DATASET RECORDS

◇ ◇ ◇

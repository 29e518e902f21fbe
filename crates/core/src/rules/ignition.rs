//! Wind-, humidity- and temperature-modulated ignition
//!
//! Each burning neighbor contributes ignition pressure
//!
//! ```text
//! pressure += 1 + 0.02 · (dx·wind.x + dy·wind.y)
//! ```
//!
//! where `(dx, dy)` is the offset from the cell to the burning neighbor. The
//! probability of catching fire this tick is
//!
//! ```text
//! P = pressure · prob · (1 − 0.01 · humidity) · (1 + 0.02 · (temperature − 20))
//! ```
//!
//! with humidity in percent. One uniform draw below `P` ignites the cell.

use crate::core_types::{Cell, CellState, Environment, REFERENCE_TEMPERATURE};
use crate::grid::Neighborhood;
use crate::random::RandomSource;

/// Weight of wind alignment per burning neighbor.
pub const WIND_ALIGNMENT_COEFFICIENT: f64 = 0.02;

/// Probability reduction per percentage point of relative humidity.
pub const HUMIDITY_COEFFICIENT: f64 = 0.01;

/// Probability change per °C away from the reference temperature.
pub const TEMPERATURE_COEFFICIENT: f64 = 0.02;

/// Summed ignition pressure from the burning neighbors
pub fn ignition_pressure(neighbors: &Neighborhood, env: &Environment) -> f64 {
    neighbors
        .burning()
        .map(|n| {
            let alignment = f64::from(n.dx) * env.wind.x + f64::from(n.dy) * env.wind.y;
            1.0 + WIND_ALIGNMENT_COEFFICIENT * alignment
        })
        .sum()
}

/// Ignition probability for a fuel cell under `env`
///
/// Not clamped: values above 1 always ignite, values at or below 0 never do.
pub fn ignition_probability(neighbors: &Neighborhood, env: &Environment) -> f64 {
    let humidity_factor = 1.0 - HUMIDITY_COEFFICIENT * env.humidity;
    let temperature_factor =
        1.0 + TEMPERATURE_COEFFICIENT * (env.temperature - REFERENCE_TEMPERATURE);
    ignition_pressure(neighbors, env)
        * env.ignition_probability
        * humidity_factor
        * temperature_factor
}

/// Ignite `Tree` and `Grass` cells next to fire
///
/// Health is left as it was; fuel is set when the cell is classified. All
/// other states, and fuel cells with no burning neighbor, pass through
/// unchanged without consuming a draw.
pub fn ignite(
    _x: usize,
    _y: usize,
    cell: Cell,
    neighbors: &Neighborhood,
    env: &Environment,
    rng: &mut dyn RandomSource,
) -> Cell {
    if !cell.state.is_fuel() || neighbors.burning().next().is_none() {
        return cell;
    }
    if rng.unit() < ignition_probability(neighbors, env) {
        Cell::new(CellState::Fire, cell.health)
    } else {
        cell
    }
}
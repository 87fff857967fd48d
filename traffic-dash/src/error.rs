use thiserror::Error;

/// All errors generated in `traffic-dash`.
///
/// Nothing here is fatal to the process: transport errors trigger a timed
/// reconnect, malformed messages are dropped, and failed history queries are
/// surfaced once and left for the caller to re-issue.
#[derive(Debug, Error)]
pub enum DashError {
    #[error("websocket transport error: {0}")]
    Socket(String),

    #[error("malformed push message: {0}")]
    Parse(#[from] serde_json::Error),

    #[error("history query failed: {0}")]
    History(String),

    #[error("failed to persist theme preference: {0}")]
    Preference(#[from] std::io::Error),
}

impl DashError {
    /// Short label for the status line.
    pub fn status_label(&self) -> &'static str {
        match self {
            DashError::Socket(_) => "stream error",
            DashError::Parse(_) => "bad message",
            DashError::History(_) => "history query failed",
            DashError::Preference(_) => "preference not saved",
        }
    }
}
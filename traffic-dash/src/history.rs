//! One-shot range queries against the history API.
//!
//! A query either produces a complete [`HistorySeries`] or fails once; there
//! is no retry here, the view controller re-issues on the next selection.

use crate::error::DashError;
use crate::message::{ClientId, HistoryPoint, HistoryResponse};
use std::collections::BTreeMap;
use std::fmt;

/// Fixed enumeration of lookback windows offered by the query API.
#[derive(Debug, Clone, Copy, PartialEq, Eq, Hash)]
pub enum HistoryRange {
    /// 15-minute window
    M15,
    /// 1-hour window
    H1,
    /// 6-hour window
    H6,
}

impl HistoryRange {
    pub const ALL: [HistoryRange; 3] = [HistoryRange::M15, HistoryRange::H1, HistoryRange::H6];

    /// Wire label used in the query path.
    pub fn as_str(&self) -> &'static str {
        match self {
            HistoryRange::M15 => "15m",
            HistoryRange::H1 => "1h",
            HistoryRange::H6 => "6h",
        }
    }

    /// Human-readable label for titles and status text.
    pub fn label(&self) -> &'static str {
        match self {
            HistoryRange::M15 => "Last 15 minutes",
            HistoryRange::H1 => "Last hour",
            HistoryRange::H6 => "Last 6 hours",
        }
    }
}

impl fmt::Display for HistoryRange {
    fn fmt(&self, f: &mut fmt::Formatter<'_>) -> fmt::Result {
        write!(f, "{}", self.as_str())
    }
}

/// Normalised history query result: per-client time series, each ordered by
/// timestamp ascending, clients in deterministic (ascending id) order.
#[derive(Debug, Clone, Default, PartialEq, Eq)]
pub struct HistorySeries {
    series: BTreeMap<ClientId, Vec<HistoryPoint>>,
}

impl HistorySeries {
    /// Normalise a raw response: sort each client's points by timestamp.
    pub fn from_response(response: HistoryResponse) -> Self {
        let series = response
            .into_iter()
            .map(|(client, mut points)| {
                points.sort_by_key(|point| point.timestamp);
                (client, points)
            })
            .collect();

        Self { series }
    }

    /// Points for one client. A client absent from the response is an empty
    /// series, not an error.
    pub fn points(&self, client: &str) -> &[HistoryPoint] {
        self.series
            .get(client)
            .map(Vec::as_slice)
            .unwrap_or_default()
    }

    /// Clients present in the result, in ascending id (deterministic) order.
    pub fn clients(&self) -> impl Iterator<Item = &ClientId> {
        self.series.keys()
    }

    pub fn is_empty(&self) -> bool {
        self.series.is_empty()
    }
}

/// HTTP client issuing one-shot range queries.
#[derive(Debug, Clone)]
pub struct HistoryClient {
    http: reqwest::Client,
    base_url: String,
}

impl HistoryClient {
    /// Create a client for the given base URL, e.g.
    /// `http://127.0.0.1:8000/history`.
    pub fn new(base_url: impl Into<String>) -> Self {
        Self {
            http: reqwest::Client::new(),
            base_url: base_url.into(),
        }
    }

    /// Base URL from `TRAFFIC_DASH_HISTORY_URL`, with a localhost fallback.
    pub fn from_env() -> Self {
        let base_url = std::env::var("TRAFFIC_DASH_HISTORY_URL")
            .unwrap_or_else(|_| "http://127.0.0.1:8000/history".to_string());
        Self::new(base_url)
    }

    /// Issue a single query for the given range.
    pub async fn fetch_range(&self, range: HistoryRange) -> Result<HistorySeries, DashError> {
        let url = format!("{}/{}", self.base_url.trim_end_matches('/'), range);
        tracing::debug!(%url, "fetching history range");

        let response = self
            .http
            .get(&url)
            .send()
            .await
            .map_err(|error| DashError::History(error.to_string()))?;

        if !response.status().is_success() {
            return Err(DashError::History(format!(
                "server returned {} for range {range}",
                response.status()
            )));
        }

        let raw: HistoryResponse = response
            .json()
            .await
            .map_err(|error| DashError::History(error.to_string()))?;

        Ok(HistorySeries::from_response(raw))
    }
}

◇ ◇ ◇

EXERCISE DESCRIPTION
Each line above must be reproduced exactly.

WRITTEN SOLUTION
repository 29e518e902f21fbe
filename crates/core/src/rules/ignition.rs
//! Wind-, humidity- and temperature-modulated ignition
//!
//! Each burning neighbor contributes ignition pressure
//!
//! ```text
//! pressure += 1 + 0.02 · (dx·wind.x + dy·wind.y)
//! ```
//!
//! where `(dx, dy)` is the offset from the cell to the burning neighbor. The
//! probability of catching fire this tick is
//!
//! ```text
//! P = pressure · prob · (1 − 0.01 · humidity) · (1 + 0.02 · (temperature − 20))
//! ```
//!
//! with humidity in percent. One uniform draw below `P` ignites the cell.

use crate::core_types::{Cell, CellState, Environment, REFERENCE_TEMPERATURE};
use crate::grid::Neighborhood;
use crate::random::RandomSource;

/// Weight of wind alignment per burning neighbor.
pub const WIND_ALIGNMENT_COEFFICIENT: f64 = 0.02;

/// Probability reduction per percentage point of relative humidity.
pub const HUMIDITY_COEFFICIENT: f64 = 0.01;

/// Probability change per °C away from the reference temperature.
pub const TEMPERATURE_COEFFICIENT: f64 = 0.02;

/// Summed ignition pressure from the burning neighbors
pub fn ignition_pressure(neighbors: &Neighborhood, env: &Environment) -> f64 {
    neighbors
        .burning()
        .map(|n| {
            let alignment = f64::from(n.dx) * env.wind.x + f64::from(n.dy) * env.wind.y;
            1.0 + WIND_ALIGNMENT_COEFFICIENT * alignment
        })
        .sum()
}

/// Ignition probability for a fuel cell under `env`
///
/// Not clamped: values above 1 always ignite, values at or below 0 never do.
pub fn ignition_probability(neighbors: &Neighborhood, env: &Environment) -> f64 {
    let humidity_factor = 1.0 - HUMIDITY_COEFFICIENT * env.humidity;
    let temperature_factor =
        1.0 + TEMPERATURE_COEFFICIENT * (env.temperature - REFERENCE_TEMPERATURE);
    ignition_pressure(neighbors, env)
        * env.ignition_probability
        * humidity_factor
        * temperature_factor
}

/// Ignite `Tree` and `Grass` cells next to fire
///
/// Health is left as it was; fuel is set when the cell is classified. All
/// other states, and fuel cells with no burning neighbor, pass through
/// unchanged without consuming a draw.
pub fn ignite(
    _x: usize,
    _y: usize,
    cell: Cell,
    neighbors: &Neighborhood,
    env: &Environment,
    rng: &mut dyn RandomSource,
) -> Cell {
    if !cell.state.is_fuel() || neighbors.burning().next().is_none() {
        return cell;
    }
    if rng.unit() < ignition_probability(neighbors, env) {
        Cell::new(CellState::Fire, cell.health)
    } else {
        cell
    }
}
repository 87fff857967fd48d
filename traffic-dash/src/error.rs
use thiserror::Error;

/// All errors generated in `traffic-dash`.
///
/// Nothing here is fatal to the process: transport errors trigger a timed
/// reconnect, malformed messages are dropped, and failed history queries are
/// surfaced once and left for the caller to re-issue.
#[derive(Debug, Error)]
pub enum DashError {
    #[error("websocket transport error: {0}")]
    Socket(String),

    #[error("malformed push message: {0}")]
    Parse(#[from] serde_json::Error),

    #[error("history query failed: {0}")]
    History(String),

    #[error("failed to persist theme preference: {0}")]
    Preference(#[from] std::io::Error),
}

impl DashError {
    /// Short label for the status line.
    pub fn status_label(&self) -> &'static str {
        match self {
            DashError::Socket(_) => "stream error",
            DashError::Parse(_) => "bad message",
            DashError::History(_) => "history query failed",
            DashError::Preference(_) => "preference not saved",
        }
    }
}
filename traffic-dash/src/history.rs
//! One-shot range queries against the history API.
//!
//! A query either produces a complete [`HistorySeries`] or fails once; there
//! is no retry here, the view controller re-issues on the next selection.

use crate::error::DashError;
use crate::message::{ClientId, HistoryPoint, HistoryResponse};
use std::collections::BTreeMap;
use std::fmt;

/// Fixed enumeration of lookback windows offered by the query API.
#[derive(Debug, Clone, Copy, PartialEq, Eq, Hash)]
pub enum HistoryRange {
    /// 15-minute window
    M15,
    /// 1-hour window
    H1,
    /// 6-hour window
    H6,
}

impl HistoryRange {
    pub const ALL: [HistoryRange; 3] = [HistoryRange::M15, HistoryRange::H1, HistoryRange::H6];

    /// Wire label used in the query path.
    pub fn as_str(&self) -> &'static str {
        match self {
            HistoryRange::M15 => "15m",
            HistoryRange::H1 => "1h",
            HistoryRange::H6 => "6h",
        }
    }

    /// Human-readable label for titles and status text.
    pub fn label(&self) -> &'static str {
        match self {
            HistoryRange::M15 => "Last 15 minutes",
            HistoryRange::H1 => "Last hour",
            HistoryRange::H6 => "Last 6 hours",
        }
    }
}

impl fmt::Display for HistoryRange {
    fn fmt(&self, f: &mut fmt::Formatter<'_>) -> fmt::Result {
        write!(f, "{}", self.as_str())
    }
}

/// Normalised history query result: per-client time series, each ordered by
/// timestamp ascending, clients in deterministic (ascending id) order.
#[derive(Debug, Clone, Default, PartialEq, Eq)]
pub struct HistorySeries {
    series: BTreeMap<ClientId, Vec<HistoryPoint>>,
}

impl HistorySeries {
    /// Normalise a raw response: sort each client's points by timestamp.
    pub fn from_response(response: HistoryResponse) -> Self {
        let series = response
            .into_iter()
            .map(|(client, mut points)| {
                points.sort_by_key(|point| point.timestamp);
                (client, points)
            })
            .collect();

        Self { series }
    }

    /// Points for one client. A client absent from the response is an empty
    /// series, not an error.
    pub fn points(&self, client: &str) -> &[HistoryPoint] {
        self.series
            .get(client)
            .map(Vec::as_slice)
            .unwrap_or_default()
    }

    /// Clients present in the result, in ascending id (deterministic) order.
    pub fn clients(&self) -> impl Iterator<Item = &ClientId> {
        self.series.keys()
    }

    pub fn is_empty(&self) -> bool {
        self.series.is_empty()
    }
}

/// HTTP client issuing one-shot range queries.
#[derive(Debug, Clone)]
pub struct HistoryClient {
    http: reqwest::Client,
    base_url: String,
}

impl HistoryClient {
    /// Create a client for the given base URL, e.g.
    /// `http://127.0.0.1:8000/history`.
    pub fn new(base_url: impl Into<String>) -> Self {
        Self {
            http: reqwest::Client::new(),
            base_url: base_url.into(),
        }
    }

    /// Base URL from `TRAFFIC_DASH_HISTORY_URL`, with a localhost fallback.
    pub fn from_env() -> Self {
        let base_url = std::env::var("TRAFFIC_DASH_HISTORY_URL")
            .unwrap_or_else(|_| "http://127.0.0.1:8000/history".to_string());
        Self::new(base_url)
    }

    /// Issue a single query for the given range.
    pub async fn fetch_range(&self, range: HistoryRange) -> Result<HistorySeries, DashError> {
        let url = format!("{}/{}", self.base_url.trim_end_matches('/'), range);
        tracing::debug!(%url, "fetching history range");

        let response = self
            .http
            .get(&url)
            .send()
            .await
            .map_err(|error| DashError::History(error.to_string()))?;

        if !response.status().is_success() {
            return Err(DashError::History(format!(
                "server returned {} for range {range}",
                response.status()
            )));
        }

        let raw: HistoryResponse = response
            .json()
            .await
            .map_err(|error| DashError::History(error.to_string()))?;

        Ok(HistorySeries::from_response(raw))
    }
}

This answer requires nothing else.